■ **Exercise goal**
Wherever "orchestrator" appears in a line of the records below, count that line, and report only the number.

[Saved entries]
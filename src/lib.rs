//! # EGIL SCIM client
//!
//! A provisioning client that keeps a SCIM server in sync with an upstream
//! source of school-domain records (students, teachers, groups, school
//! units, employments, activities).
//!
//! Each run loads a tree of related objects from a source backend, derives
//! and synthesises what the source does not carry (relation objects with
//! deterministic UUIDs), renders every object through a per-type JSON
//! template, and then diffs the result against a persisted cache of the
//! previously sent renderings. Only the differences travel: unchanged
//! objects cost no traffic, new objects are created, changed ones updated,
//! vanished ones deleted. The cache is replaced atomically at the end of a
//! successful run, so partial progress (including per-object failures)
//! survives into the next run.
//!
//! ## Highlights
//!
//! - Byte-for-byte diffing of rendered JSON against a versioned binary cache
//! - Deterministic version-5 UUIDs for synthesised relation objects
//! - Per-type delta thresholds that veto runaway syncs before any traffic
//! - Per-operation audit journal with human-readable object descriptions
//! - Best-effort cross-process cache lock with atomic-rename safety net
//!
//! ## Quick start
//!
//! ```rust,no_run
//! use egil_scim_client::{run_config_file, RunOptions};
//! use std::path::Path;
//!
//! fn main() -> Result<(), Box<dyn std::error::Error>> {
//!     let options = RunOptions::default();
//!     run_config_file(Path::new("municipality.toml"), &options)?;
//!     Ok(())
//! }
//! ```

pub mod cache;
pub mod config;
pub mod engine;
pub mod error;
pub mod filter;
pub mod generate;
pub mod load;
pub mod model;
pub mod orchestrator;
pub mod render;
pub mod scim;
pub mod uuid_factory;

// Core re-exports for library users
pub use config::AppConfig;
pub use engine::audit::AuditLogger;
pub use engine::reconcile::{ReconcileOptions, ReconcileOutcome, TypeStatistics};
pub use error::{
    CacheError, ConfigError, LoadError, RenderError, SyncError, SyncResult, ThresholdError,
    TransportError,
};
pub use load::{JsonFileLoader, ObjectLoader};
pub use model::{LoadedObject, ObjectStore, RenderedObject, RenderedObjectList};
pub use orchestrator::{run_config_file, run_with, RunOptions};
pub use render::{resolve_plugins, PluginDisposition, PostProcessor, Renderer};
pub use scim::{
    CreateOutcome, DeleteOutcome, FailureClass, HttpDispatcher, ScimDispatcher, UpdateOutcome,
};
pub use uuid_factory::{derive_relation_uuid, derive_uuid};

■ **Reply**
2